Ainda Temos o Amanhã é tão frustrante quanto verdadeiro

Cena do Filme Ainda Temos o Amanhã. Em preto e branco estão Délia e Marisa, interpretadas por Paolla Cortellesi e Emanuella Fanelli. Duas mulheres italianas de cabelos escuros na altura dos ombros com vestidos na altura de seus joelhos. Ambas estão sentadas em caixotes se olhando enquanto fumam cigarros. O filme se passa em 1946 em um bairro suburbano da Itália. Elas estão na frente de uma parede com uma janela e plantas semelhantes a videiras acima de suas cabeças.
O longa foi pré-selecionado para representar a Itália na disputa do Oscar de Melhor Filme Internacional em 2024 (Foto: Vision Distribution)

Henrique Marinhos

Enquanto Barbie levava multidões trajadas de rosa aos cinemas em 2023, Ainda Temos o Amanhã (C’è Ancora Domani, no original) alcançou o topo das bilheterias na Itália só com o preto e branco. O debut como diretora de Paola Cortellesi encantou ao construir uma narrativa neorrealista ambientada em 1946, em uma Itália devastada após o fim da Segunda Guerra, na qual todo e qualquer homem é coadjuvante. 

O filme é hipnotizante. Toda sua construção converge e desencadeia sentimentos semelhantes aos de maratonar uma série em um final de semana, depois de deixar episódios semanais acumularem. A protagonista tem uma proximidade excepcional com o público e passa longe de tudo que possamos considerar desinteressante. Queremos continuar acompanhando sua vida, suas relações e todas as suas decisões: até onde Délia iria por si e por quem ama?

Cena do Filme Ainda Temos o Amanhã. Em preto e branco está a cena de um almoço com a perspectiva de baixo. A mesa conta com duas famílias de italianos se conhecendo em que estão 8 pessoas sentadas encarando Délia, dona de casa e anfitriã que pega um prato quebrado do chão com as sobremesas que acabou de derrubar. Ela está agachada enquanto todos os outros apenas a encaram.
Além de dirigir, Paola Cortellesi também protagoniza o longa-metragem e co-escreve o roteiro com Furio Andreotti e Giulia Calenda (Foto: Vision Distribution)

O tom do filme se dá em seus primeiros takes.

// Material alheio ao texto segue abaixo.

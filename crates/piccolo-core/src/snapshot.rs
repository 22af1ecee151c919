//! Serializable dump of every fact family.

use serde::{Deserialize, Serialize};

use crate::types::{
    Answer, BuiltChain, CertName, Certificate, DirectLink, DistinguishedName, Grade, SentChain,
    TransitiveLink, TrustAnchorSet, UnusedCert,
};
use crate::Result;

/// A point-in-time export of the fact store.
///
/// Every field defaults to empty so partial exports load.
#[derive(Debug, Clone, Default, Serialize, Deserialize)]
pub struct FactSnapshot {
    /// Observed certificates
    #[serde(default)]
    pub certificates: Vec<Certificate>,
    /// Distinguished names
    #[serde(default)]
    pub names: Vec<DistinguishedName>,
    /// Names each certificate is valid for
    #[serde(default)]
    pub cert_names: Vec<CertName>,
    /// Direct issuance links
    #[serde(default)]
    pub links: Vec<DirectLink>,
    /// Precomputed transitive closure
    #[serde(default)]
    pub transitive_links: Vec<TransitiveLink>,
    /// Chains as sent by servers
    #[serde(default)]
    pub sent_chains: Vec<SentChain>,
    /// Path-built candidates
    #[serde(default)]
    pub built_chains: Vec<BuiltChain>,
    /// Sent certificates each candidate leaves out
    #[serde(default)]
    pub unused_certs: Vec<UnusedCert>,
    /// Trust anchors per context
    #[serde(default)]
    pub trust_anchors: Vec<TrustAnchorSet>,
    /// Candidate grades per context
    #[serde(default)]
    pub grades: Vec<Grade>,
    /// Observed answers
    #[serde(default)]
    pub answers: Vec<Answer>,
}

impl FactSnapshot {
    /// Parse a snapshot from JSON.
    pub fn from_json(json: &str) -> Result<Self> {
        Ok(serde_json::from_str(json)?)
    }

    /// Parse a snapshot from JSON bytes.
    pub fn from_json_slice(bytes: &[u8]) -> Result<Self> {
        Ok(serde_json::from_slice(bytes)?)
    }

    /// Serialize to pretty JSON.
    pub fn to_json_pretty(&self) -> Result<String> {
        Ok(serde_json::to_string_pretty(self)?)
    }
}

#[cfg(test)]
mod tests {
    use super::*;

    #[test]
    fn missing_families_default_to_empty() {
        let snapshot = FactSnapshot::from_json(
            r#"{"sent_chains": [{"chain_hash": "abc", "certs": ["aa", "bb"]}]}"#,
        )
        .unwrap();
        assert_eq!(snapshot.sent_chains.len(), 1);
        assert!(snapshot.certificates.is_empty());
        assert!(snapshot.grades.is_empty());
        assert!(snapshot.cert_names.is_empty());
    }

    #[test]
    fn malformed_json_is_an_error() {
        let err = FactSnapshot::from_json("{not json").unwrap_err();
        assert!(matches!(err, crate::ChainError::Json(_)));
    }
}
//! Render projection: a declarative layout handed to a graph drawer.
//!
//! Style is derived from tags alone, over independent channels:
//!
//! - `anchor` → box shape, and the node joins the source rank
//! - `sent` → filled background
//! - `built` node / `highlighted` edge → highlight color and pen width
//! - edge without `direct` → dashed (inferred by the path builder)

use piccolo_core::{CandidateNumber, CertHash, ChainHash};
use serde::{Deserialize, Serialize};
use std::fmt;

use crate::graph::{Edge, Graph, Node, Tag};

/// Color of highlighted nodes and edges.
pub const HIGHLIGHT_COLOR: &str = "red";

/// Pen width of highlighted nodes and edges.
pub const HIGHLIGHT_PENWIDTH: f32 = 2.0;

/// Pen width of everything else.
pub const DEFAULT_PENWIDTH: f32 = 1.0;

/// Background of nodes that were sent by the server.
pub const SENT_FILL: &str = "lightgrey";

/// Hex digits of the hash shown under each label.
const SHORT_HASH_LEN: usize = 12;

/// Node outline.
#[derive(Debug, Clone, Copy, PartialEq, Eq, Serialize, Deserialize)]
#[serde(rename_all = "lowercase")]
pub enum Shape {
    /// Default outline
    Ellipse,
    /// Trust anchors
    Box,
}

/// Style of one node.
#[derive(Debug, Clone, PartialEq, Serialize, Deserialize)]
pub struct NodeStyle {
    /// Certificate hash, used as node id
    pub id: CertHash,
    /// Display text
    pub label: String,
    /// Outline shape
    pub shape: Shape,
    /// Filled background
    pub filled: bool,
    /// Highlight color and weight
    pub highlighted: bool,
}

/// Style of one edge, drawn issuer to subject.
#[derive(Debug, Clone, PartialEq, Serialize, Deserialize)]
pub struct EdgeStyle {
    /// Issuer node id
    pub from: CertHash,
    /// Subject node id
    pub to: CertHash,
    /// Highlight color and weight
    pub highlighted: bool,
    /// Drawn dashed: no direct link backs it
    pub inferred: bool,
}

impl NodeStyle {
    /// Outline color, when highlighted.
    #[must_use]
    pub const fn color(&self) -> Option<&'static str> {
        if self.highlighted {
            Some(HIGHLIGHT_COLOR)
        } else {
            None
        }
    }

    /// Outline width.
    #[must_use]
    pub const fn penwidth(&self) -> f32 {
        if self.highlighted {
            HIGHLIGHT_PENWIDTH
        } else {
            DEFAULT_PENWIDTH
        }
    }
}

impl EdgeStyle {
    /// Line color, when highlighted.
    #[must_use]
    pub const fn color(&self) -> Option<&'static str> {
        if self.highlighted {
            Some(HIGHLIGHT_COLOR)
        } else {
            None
        }
    }

    /// Line width.
    #[must_use]
    pub const fn penwidth(&self) -> f32 {
        if self.highlighted {
            HIGHLIGHT_PENWIDTH
        } else {
            DEFAULT_PENWIDTH
        }
    }
}

/// Layering and styling directives for one chain graph.
#[derive(Debug, Clone, PartialEq, Serialize, Deserialize)]
pub struct LayoutSpec {
    /// Chain the layout belongs to
    pub chain_hash: ChainHash,
    /// Highlighted candidate
    pub candidate: Option<CandidateNumber>,
    /// Nodes placed in the source rank (drawn first)
    pub source_rank: Vec<CertHash>,
    /// Node styles, sorted by id
    pub nodes: Vec<NodeStyle>,
    /// Edge styles, sorted by endpoints
    pub edges: Vec<EdgeStyle>,
}

fn short_hash(hash: &str) -> &str {
    hash.get(..SHORT_HASH_LEN).unwrap_or(hash)
}

fn node_style(node: &Node) -> NodeStyle {
    NodeStyle {
        id: node.hash.clone(),
        label: node
            .label
            .clone()
            .unwrap_or_else(|| short_hash(&node.hash).to_string()),
        shape: if node.has(Tag::Anchor) {
            Shape::Box
        } else {
            Shape::Ellipse
        },
        filled: node.has(Tag::Sent),
        highlighted: node.has(Tag::Built),
    }
}

fn edge_style(edge: &Edge) -> EdgeStyle {
    EdgeStyle {
        from: edge.issuer.clone(),
        to: edge.subject.clone(),
        highlighted: edge.has(Tag::Highlighted),
        inferred: edge.is_inferred(),
    }
}

/// Project a tagged graph onto layout directives. Performs no I/O.
#[must_use]
pub fn project(graph: &Graph) -> LayoutSpec {
    LayoutSpec {
        chain_hash: graph.chain_hash.clone(),
        candidate: graph.candidate,
        source_rank: graph.tagged(Tag::Anchor).map(|n| n.hash.clone()).collect(),
        nodes: graph.nodes.iter().map(node_style).collect(),
        edges: graph.edges.iter().map(edge_style).collect(),
    }
}

impl LayoutSpec {
    /// Graphviz DOT text for this layout.
    #[must_use]
    pub fn to_dot(&self) -> String {
        Dot(self).to_string()
    }
}

struct Dot<'a>(&'a LayoutSpec);

fn escape(s: &str) -> String {
    s.replace('\\', "\\\\").replace('"', "\\\"")
}

impl fmt::Display for Dot<'_> {
    fn fmt(&self, f: &mut fmt::Formatter<'_>) -> fmt::Result {
        let spec = self.0;
        writeln!(f, "digraph \"{}\" {{", escape(&spec.chain_hash))?;

        if !spec.source_rank.is_empty() {
            write!(f, "  {{ rank=source;")?;
            for id in &spec.source_rank {
                write!(f, " \"{}\";", escape(id))?;
            }
            writeln!(f, " }}")?;
        }

        for node in &spec.nodes {
            let mut attrs = vec![
                format!(
                    "label=\"{}\\n{}\"",
                    escape(&node.label),
                    escape(short_hash(&node.id))
                ),
            ];
            if node.shape == Shape::Box {
                attrs.push("shape=box".into());
            }
            if node.filled {
                attrs.push(format!("style=filled, fillcolor=\"{SENT_FILL}\""));
            }
            if let Some(color) = node.color() {
                attrs.push(format!("color=\"{color}\", penwidth={}", node.penwidth()));
            }
            writeln!(f, "  \"{}\" [{}];", escape(&node.id), attrs.join(", "))?;
        }

        for edge in &spec.edges {
            let mut attrs = Vec::new();
            if let Some(color) = edge.color() {
                attrs.push(format!("color=\"{color}\", penwidth={}", edge.penwidth()));
            }
            if edge.inferred {
                attrs.push("style=dashed".to_string());
            }
            write!(f, "  \"{}\" -> \"{}\"", escape(&edge.from), escape(&edge.to))?;
            if attrs.is_empty() {
                writeln!(f, ";")?;
            } else {
                writeln!(f, " [{}];", attrs.join(", "))?;
            }
        }

        writeln!(f, "}}")
    }
}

A rotina de Délia começa com um tapa de seu marido sem qualquer aviso ao acordar, como quem passa a manteiga no pão. Ivano (Valerio Mastandrea) é a figura de um cônjuge autoritário em uma sociedade em reconstrução; a representação do poder patriarcal é guiada por seu pai, que até o adverte para não agredi-la todos os dias… para que não se acostume. Caso tenha companhia ao assistir e ela não esboce qualquer reação de indignação, considere isso, no mínimo, uma red flag.

Em linhas gerais, Cortellesi entrelaça sua obra com o cenário contemporâneo e suas raízes, declarando que, sejam jovens ou idosos, italianos reconhecem no filme um pouco de sua própria família. Não necessariamente remetendo à violência, mas a certas atitudes em relação às mulheres. Representação que, sem dúvidas, atravessa fronteiras e oceanos, explicitando o trajeto para a igualdade que ainda nos resta percorrer.

Cena da produção do filme Ainda Temos o Amanhã. Em preto e branco está a foto da diretora e atriz principal Paola Cortellesi, uma mulher branca, italiana de cabelos ondulados na altura dos ombros. Ela está encarando uma câmera ao ar livre enquanto um cinegrafista a seu lado a manuseia. Em primeiro plano temos uma câmera desfocada à esquerda que ocupa metade da imagem e ao fundo uma paisagem ao ar livre com uma mulher usando máscara.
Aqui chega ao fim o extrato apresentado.